(Collected data)
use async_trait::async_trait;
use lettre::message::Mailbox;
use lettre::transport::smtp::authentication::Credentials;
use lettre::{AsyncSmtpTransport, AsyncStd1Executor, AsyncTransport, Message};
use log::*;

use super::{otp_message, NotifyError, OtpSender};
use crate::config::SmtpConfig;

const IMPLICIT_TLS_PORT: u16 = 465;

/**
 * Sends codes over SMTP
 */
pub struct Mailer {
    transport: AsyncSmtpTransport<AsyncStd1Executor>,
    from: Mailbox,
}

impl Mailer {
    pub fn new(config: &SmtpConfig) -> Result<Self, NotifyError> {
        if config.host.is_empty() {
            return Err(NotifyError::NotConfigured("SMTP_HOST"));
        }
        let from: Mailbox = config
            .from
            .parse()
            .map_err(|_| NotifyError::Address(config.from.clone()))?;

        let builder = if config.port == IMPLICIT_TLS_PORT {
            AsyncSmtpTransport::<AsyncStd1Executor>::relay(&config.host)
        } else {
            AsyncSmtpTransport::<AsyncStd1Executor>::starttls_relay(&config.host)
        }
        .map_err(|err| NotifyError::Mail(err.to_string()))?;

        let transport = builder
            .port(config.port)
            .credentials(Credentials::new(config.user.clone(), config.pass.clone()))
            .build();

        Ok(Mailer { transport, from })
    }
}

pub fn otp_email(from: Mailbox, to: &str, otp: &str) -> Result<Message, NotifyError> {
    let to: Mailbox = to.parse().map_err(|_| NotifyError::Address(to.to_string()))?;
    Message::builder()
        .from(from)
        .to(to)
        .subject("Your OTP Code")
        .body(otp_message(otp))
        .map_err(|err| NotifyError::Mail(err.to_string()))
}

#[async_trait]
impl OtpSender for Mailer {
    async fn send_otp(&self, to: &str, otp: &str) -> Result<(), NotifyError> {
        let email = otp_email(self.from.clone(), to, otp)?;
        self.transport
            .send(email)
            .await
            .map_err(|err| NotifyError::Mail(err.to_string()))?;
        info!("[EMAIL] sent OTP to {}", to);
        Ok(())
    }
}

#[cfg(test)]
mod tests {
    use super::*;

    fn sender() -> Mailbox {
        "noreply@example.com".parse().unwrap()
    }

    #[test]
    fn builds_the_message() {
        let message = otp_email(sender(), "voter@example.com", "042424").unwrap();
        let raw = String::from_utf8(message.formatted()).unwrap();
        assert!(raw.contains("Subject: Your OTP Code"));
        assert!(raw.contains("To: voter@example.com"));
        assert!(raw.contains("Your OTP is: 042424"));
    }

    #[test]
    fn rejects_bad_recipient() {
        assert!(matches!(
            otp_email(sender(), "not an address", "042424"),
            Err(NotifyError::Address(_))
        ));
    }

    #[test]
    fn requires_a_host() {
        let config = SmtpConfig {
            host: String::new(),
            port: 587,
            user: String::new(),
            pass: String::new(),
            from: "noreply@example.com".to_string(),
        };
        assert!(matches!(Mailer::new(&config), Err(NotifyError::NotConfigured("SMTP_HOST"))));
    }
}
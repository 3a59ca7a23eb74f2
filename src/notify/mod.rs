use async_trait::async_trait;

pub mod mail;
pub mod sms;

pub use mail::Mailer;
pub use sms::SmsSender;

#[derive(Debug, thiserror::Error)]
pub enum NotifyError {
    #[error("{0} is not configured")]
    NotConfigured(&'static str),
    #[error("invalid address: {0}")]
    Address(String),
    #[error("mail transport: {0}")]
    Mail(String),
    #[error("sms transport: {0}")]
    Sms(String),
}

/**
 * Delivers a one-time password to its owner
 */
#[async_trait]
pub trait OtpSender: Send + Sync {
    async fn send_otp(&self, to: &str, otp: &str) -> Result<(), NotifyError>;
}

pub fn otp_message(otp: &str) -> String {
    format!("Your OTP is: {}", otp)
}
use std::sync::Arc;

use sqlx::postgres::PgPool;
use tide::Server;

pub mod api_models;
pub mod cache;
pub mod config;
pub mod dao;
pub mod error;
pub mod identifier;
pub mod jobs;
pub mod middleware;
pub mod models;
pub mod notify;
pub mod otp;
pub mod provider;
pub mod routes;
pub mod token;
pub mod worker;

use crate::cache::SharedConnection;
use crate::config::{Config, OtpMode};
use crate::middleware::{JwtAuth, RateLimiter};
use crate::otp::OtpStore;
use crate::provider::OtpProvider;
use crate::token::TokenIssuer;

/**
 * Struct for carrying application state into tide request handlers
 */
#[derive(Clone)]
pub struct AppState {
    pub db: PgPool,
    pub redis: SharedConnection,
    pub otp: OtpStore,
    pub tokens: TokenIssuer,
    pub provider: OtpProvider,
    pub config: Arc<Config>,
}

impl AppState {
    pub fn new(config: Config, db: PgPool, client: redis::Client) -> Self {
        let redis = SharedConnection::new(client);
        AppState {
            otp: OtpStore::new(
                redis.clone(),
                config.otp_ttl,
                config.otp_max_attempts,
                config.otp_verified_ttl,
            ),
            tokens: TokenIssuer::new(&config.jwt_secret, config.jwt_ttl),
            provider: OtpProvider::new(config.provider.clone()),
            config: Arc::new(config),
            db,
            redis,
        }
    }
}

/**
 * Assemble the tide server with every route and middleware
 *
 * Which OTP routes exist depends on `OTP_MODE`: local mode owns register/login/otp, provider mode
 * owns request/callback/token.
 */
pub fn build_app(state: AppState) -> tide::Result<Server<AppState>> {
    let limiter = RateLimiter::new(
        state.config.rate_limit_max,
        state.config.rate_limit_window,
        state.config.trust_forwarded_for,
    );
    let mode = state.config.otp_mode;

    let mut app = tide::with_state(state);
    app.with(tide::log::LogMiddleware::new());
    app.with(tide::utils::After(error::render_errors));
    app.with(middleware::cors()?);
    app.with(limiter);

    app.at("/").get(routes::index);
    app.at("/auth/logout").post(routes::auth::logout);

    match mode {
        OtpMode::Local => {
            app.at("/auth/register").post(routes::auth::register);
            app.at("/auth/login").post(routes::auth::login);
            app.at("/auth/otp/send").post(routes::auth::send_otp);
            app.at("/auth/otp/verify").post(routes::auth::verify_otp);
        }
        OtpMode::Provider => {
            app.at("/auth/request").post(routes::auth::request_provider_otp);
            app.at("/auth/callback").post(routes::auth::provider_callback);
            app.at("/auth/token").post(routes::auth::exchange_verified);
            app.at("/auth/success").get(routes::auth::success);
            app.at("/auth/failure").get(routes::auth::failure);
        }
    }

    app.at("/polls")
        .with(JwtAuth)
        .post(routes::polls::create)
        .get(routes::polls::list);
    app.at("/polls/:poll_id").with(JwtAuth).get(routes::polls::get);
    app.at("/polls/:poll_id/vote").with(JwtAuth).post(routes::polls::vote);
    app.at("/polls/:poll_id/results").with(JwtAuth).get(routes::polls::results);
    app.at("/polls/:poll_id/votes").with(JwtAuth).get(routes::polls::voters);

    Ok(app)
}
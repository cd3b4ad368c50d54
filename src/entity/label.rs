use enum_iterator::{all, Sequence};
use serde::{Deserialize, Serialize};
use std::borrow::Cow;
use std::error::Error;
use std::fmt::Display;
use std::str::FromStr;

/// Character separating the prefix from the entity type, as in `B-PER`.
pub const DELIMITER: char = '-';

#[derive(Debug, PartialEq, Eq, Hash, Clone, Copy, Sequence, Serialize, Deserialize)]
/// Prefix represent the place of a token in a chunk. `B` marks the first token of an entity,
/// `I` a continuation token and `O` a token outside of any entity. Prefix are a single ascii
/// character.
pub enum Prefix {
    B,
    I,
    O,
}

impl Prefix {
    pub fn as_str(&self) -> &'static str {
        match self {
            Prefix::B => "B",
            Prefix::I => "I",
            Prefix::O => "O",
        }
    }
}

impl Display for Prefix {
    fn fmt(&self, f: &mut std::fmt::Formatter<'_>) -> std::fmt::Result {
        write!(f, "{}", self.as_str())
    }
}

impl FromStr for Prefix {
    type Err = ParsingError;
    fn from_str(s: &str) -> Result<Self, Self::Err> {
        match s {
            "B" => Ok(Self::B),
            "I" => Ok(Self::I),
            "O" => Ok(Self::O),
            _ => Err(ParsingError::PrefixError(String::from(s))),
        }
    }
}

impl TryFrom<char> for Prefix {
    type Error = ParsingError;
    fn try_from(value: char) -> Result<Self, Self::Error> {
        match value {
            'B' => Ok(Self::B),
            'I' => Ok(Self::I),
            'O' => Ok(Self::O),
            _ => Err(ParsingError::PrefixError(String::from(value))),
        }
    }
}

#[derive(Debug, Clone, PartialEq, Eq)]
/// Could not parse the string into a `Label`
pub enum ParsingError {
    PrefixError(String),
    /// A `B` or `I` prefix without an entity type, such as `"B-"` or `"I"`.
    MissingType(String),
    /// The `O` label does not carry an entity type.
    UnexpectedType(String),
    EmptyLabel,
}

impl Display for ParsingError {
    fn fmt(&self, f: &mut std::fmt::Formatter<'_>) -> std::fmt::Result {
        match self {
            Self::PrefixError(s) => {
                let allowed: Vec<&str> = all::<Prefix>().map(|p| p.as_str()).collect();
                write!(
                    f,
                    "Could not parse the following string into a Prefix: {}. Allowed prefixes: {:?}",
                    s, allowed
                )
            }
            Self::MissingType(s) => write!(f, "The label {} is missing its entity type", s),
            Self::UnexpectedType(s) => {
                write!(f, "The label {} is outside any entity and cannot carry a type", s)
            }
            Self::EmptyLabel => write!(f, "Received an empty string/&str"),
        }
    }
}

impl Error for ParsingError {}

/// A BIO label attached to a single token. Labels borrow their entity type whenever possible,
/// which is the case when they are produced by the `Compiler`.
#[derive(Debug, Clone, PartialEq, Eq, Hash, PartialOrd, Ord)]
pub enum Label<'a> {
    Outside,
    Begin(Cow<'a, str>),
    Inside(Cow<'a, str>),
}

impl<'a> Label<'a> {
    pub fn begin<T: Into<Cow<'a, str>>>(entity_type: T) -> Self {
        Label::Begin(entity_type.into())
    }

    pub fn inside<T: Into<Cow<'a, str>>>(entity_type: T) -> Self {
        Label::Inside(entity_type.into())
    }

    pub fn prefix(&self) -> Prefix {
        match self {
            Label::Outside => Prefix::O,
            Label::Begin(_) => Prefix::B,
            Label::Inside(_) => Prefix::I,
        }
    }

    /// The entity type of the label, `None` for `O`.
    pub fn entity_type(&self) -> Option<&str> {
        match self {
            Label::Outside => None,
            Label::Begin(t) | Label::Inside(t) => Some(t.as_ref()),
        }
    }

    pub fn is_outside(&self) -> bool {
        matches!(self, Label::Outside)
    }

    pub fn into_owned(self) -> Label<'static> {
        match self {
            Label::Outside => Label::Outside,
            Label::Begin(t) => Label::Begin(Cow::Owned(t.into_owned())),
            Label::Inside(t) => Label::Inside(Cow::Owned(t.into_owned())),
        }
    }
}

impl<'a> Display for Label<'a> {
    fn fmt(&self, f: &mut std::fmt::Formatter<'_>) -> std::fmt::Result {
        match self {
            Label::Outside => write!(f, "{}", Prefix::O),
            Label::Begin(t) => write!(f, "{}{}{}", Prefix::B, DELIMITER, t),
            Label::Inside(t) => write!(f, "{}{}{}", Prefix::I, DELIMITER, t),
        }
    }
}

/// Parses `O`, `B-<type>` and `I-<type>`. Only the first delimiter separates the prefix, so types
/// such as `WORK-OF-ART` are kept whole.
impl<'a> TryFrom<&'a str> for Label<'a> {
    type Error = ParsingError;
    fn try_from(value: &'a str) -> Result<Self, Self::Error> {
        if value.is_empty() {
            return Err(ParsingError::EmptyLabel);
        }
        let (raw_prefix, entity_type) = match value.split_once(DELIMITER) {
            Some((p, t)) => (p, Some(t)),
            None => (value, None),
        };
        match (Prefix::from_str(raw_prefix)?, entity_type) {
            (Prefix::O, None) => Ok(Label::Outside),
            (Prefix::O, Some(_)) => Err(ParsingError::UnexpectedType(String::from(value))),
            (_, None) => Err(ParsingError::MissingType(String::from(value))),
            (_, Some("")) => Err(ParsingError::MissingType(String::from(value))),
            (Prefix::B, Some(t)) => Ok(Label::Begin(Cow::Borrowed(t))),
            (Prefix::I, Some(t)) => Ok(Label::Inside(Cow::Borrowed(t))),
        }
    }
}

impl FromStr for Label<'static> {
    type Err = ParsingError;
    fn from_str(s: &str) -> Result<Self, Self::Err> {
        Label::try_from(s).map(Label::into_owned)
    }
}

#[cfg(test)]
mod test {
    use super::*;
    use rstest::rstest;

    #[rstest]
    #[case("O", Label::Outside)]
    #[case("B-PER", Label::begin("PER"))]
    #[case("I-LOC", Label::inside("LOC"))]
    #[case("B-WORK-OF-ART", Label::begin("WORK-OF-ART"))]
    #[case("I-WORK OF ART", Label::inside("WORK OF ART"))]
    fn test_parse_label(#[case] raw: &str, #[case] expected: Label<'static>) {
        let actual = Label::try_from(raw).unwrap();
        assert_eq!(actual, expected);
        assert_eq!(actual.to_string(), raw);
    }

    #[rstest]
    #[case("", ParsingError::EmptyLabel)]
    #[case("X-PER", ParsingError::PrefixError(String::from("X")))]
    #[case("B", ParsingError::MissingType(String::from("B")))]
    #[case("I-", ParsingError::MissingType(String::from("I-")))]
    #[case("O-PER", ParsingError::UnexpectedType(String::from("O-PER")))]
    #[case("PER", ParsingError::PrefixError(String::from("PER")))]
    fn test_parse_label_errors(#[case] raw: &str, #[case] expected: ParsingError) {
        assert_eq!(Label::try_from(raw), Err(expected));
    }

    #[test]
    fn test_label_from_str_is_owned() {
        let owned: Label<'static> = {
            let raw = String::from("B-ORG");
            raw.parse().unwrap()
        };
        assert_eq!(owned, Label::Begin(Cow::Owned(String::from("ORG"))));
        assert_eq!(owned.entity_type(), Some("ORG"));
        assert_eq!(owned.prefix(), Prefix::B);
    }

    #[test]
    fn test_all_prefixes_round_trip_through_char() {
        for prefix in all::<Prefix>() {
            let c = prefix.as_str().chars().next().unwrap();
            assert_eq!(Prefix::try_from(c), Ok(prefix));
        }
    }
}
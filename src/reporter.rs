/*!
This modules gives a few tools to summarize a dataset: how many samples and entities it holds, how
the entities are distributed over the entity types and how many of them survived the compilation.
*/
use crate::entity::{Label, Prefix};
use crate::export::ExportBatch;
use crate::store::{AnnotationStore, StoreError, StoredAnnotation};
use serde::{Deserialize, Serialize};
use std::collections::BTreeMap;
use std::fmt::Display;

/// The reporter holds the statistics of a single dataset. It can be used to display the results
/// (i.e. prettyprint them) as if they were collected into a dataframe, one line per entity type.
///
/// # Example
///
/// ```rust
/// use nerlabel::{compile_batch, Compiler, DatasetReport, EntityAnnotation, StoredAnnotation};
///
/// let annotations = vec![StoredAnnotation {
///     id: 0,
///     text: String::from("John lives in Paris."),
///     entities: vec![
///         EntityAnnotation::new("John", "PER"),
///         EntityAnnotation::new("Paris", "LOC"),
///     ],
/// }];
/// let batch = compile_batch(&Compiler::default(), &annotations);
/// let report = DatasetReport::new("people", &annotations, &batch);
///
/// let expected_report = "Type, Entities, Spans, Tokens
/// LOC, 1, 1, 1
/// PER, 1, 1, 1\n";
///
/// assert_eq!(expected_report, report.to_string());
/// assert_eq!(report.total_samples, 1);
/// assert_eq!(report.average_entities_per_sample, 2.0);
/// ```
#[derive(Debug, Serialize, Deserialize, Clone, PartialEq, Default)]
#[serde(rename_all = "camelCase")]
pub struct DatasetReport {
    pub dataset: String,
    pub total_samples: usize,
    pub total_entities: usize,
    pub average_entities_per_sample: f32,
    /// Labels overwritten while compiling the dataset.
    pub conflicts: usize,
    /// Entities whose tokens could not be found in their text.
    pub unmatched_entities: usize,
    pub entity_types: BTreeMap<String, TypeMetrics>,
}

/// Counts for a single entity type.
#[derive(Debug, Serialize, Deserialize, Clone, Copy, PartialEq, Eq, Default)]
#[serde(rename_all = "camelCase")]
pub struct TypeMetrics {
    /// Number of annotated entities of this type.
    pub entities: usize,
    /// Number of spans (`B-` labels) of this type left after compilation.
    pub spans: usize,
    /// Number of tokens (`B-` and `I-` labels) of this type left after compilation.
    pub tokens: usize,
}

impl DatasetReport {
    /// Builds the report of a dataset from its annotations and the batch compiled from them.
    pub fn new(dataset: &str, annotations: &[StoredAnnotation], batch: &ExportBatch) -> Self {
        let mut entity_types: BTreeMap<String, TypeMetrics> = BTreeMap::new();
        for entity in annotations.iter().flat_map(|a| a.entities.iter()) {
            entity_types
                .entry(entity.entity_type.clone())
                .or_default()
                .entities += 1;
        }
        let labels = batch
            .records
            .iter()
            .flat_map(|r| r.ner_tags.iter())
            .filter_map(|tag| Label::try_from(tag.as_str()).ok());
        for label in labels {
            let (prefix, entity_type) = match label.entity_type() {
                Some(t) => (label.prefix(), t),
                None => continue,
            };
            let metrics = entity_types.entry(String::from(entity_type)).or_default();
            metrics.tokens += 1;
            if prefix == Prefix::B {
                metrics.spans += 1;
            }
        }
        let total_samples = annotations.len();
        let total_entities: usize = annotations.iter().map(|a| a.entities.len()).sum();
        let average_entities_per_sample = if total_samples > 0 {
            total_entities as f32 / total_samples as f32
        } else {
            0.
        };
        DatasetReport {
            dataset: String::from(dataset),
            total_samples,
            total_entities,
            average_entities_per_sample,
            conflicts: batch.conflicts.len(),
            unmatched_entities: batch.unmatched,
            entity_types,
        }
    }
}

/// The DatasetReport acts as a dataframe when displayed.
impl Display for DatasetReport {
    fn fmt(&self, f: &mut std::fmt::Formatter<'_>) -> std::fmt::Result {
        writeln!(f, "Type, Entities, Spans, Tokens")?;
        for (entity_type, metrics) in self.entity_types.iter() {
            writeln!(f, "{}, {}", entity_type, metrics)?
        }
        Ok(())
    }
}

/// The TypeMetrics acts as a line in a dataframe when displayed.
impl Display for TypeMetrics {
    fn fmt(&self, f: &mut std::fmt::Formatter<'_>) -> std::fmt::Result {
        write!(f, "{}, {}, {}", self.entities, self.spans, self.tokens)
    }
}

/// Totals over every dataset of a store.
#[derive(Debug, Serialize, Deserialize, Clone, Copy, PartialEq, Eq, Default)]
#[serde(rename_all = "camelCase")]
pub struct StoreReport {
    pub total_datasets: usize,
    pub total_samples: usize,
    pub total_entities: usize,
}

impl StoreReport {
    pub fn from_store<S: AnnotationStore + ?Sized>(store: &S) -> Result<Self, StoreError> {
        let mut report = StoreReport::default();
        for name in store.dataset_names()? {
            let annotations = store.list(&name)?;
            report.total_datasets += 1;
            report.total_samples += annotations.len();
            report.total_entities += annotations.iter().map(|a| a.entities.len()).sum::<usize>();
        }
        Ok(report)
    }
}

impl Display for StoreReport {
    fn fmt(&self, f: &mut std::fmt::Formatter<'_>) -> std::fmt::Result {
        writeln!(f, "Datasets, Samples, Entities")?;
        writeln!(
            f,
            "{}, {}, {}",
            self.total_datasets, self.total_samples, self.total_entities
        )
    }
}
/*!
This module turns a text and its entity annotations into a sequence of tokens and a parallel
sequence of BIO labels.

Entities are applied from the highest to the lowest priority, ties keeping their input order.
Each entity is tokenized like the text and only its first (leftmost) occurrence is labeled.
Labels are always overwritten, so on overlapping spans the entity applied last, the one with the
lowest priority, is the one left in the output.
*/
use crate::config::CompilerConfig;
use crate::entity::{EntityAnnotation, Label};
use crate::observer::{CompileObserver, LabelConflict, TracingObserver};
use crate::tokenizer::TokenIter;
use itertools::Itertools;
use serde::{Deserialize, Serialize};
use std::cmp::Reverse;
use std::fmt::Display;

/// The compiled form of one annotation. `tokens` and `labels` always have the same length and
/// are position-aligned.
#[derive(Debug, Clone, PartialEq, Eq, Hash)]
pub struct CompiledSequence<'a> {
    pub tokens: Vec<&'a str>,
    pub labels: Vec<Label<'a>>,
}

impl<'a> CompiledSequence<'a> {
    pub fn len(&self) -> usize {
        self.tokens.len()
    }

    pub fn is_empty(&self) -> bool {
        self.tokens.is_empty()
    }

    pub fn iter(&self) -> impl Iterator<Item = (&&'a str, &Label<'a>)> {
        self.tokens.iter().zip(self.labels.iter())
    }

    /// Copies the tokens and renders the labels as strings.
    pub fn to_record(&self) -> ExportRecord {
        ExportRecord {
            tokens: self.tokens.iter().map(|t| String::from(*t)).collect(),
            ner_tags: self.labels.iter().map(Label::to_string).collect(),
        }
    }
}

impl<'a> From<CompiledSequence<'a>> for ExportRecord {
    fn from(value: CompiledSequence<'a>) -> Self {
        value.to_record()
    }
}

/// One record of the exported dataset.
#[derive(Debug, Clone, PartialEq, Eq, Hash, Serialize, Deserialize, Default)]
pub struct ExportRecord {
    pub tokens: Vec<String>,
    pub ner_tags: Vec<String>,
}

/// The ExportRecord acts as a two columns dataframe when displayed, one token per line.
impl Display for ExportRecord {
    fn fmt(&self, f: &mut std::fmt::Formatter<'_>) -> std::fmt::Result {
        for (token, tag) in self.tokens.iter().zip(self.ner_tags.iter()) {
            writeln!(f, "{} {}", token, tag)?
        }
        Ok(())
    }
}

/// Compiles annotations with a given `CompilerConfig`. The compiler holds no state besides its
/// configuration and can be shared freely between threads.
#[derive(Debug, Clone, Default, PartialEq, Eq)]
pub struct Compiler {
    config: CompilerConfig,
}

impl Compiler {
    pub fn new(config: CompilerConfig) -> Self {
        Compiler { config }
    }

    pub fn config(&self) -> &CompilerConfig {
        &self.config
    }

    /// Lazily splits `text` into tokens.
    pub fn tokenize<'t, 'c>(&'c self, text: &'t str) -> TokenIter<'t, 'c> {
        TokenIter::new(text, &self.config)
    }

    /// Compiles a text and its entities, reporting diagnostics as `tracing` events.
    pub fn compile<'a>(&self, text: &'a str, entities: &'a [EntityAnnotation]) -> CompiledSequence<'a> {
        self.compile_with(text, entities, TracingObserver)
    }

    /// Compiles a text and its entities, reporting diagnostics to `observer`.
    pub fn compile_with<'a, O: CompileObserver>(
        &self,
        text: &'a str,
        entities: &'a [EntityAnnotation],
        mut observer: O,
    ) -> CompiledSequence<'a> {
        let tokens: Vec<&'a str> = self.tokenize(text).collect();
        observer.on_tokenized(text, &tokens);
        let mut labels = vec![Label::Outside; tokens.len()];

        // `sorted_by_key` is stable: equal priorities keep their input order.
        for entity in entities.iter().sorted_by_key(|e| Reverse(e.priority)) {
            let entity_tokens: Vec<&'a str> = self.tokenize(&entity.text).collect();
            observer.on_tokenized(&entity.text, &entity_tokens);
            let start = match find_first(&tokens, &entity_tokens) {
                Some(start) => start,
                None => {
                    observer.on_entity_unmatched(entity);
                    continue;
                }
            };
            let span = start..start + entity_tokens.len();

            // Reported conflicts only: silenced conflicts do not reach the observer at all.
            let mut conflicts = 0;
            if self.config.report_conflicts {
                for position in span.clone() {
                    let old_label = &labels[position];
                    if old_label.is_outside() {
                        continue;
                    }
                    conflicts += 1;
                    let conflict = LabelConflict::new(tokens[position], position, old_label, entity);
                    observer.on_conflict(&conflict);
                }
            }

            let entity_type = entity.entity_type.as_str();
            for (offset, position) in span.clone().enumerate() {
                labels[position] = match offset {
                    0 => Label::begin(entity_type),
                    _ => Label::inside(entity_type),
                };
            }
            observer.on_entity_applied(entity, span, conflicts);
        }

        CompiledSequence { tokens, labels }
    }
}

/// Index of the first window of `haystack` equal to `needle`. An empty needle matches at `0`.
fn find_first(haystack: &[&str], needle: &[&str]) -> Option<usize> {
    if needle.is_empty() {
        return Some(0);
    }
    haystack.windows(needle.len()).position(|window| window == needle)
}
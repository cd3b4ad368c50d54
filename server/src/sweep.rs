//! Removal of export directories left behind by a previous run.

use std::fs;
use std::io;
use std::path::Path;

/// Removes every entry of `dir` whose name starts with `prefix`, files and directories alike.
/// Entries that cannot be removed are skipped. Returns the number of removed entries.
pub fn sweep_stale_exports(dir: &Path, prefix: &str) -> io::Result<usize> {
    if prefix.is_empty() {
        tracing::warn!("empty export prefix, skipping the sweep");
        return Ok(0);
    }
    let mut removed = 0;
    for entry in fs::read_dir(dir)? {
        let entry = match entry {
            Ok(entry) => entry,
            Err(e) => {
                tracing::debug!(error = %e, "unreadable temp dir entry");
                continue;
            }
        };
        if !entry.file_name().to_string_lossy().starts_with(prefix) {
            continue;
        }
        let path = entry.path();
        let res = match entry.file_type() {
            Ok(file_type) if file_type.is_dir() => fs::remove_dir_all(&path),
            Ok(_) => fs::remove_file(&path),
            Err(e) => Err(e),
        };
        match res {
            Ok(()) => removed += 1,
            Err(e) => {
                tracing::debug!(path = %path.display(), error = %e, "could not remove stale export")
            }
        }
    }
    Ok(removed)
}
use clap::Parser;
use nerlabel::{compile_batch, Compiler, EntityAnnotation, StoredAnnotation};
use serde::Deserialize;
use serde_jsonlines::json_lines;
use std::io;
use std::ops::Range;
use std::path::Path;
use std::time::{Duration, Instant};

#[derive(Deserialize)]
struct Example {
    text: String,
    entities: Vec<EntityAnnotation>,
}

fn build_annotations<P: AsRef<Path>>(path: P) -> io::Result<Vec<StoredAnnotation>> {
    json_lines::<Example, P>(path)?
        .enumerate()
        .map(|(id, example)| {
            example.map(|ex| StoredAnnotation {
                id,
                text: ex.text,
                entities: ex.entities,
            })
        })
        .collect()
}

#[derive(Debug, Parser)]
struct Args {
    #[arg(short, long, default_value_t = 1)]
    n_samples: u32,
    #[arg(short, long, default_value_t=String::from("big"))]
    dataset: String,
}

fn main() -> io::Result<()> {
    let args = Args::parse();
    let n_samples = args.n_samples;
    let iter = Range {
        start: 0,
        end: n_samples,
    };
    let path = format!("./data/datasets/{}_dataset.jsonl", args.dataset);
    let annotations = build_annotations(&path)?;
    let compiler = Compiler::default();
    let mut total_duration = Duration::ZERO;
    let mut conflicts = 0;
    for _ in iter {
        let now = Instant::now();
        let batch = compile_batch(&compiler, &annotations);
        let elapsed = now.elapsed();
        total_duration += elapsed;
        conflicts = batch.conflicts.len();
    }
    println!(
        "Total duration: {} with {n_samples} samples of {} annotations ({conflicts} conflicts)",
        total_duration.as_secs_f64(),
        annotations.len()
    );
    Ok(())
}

» TASK GOAL
Identify the lines of the entries containing the string "input". Copy each such line.

» TASK ANSWER
Entities are applied from the highest to the lowest priority, ties keeping their input order.
        // `sorted_by_key` is stable: equal priorities keep their input order.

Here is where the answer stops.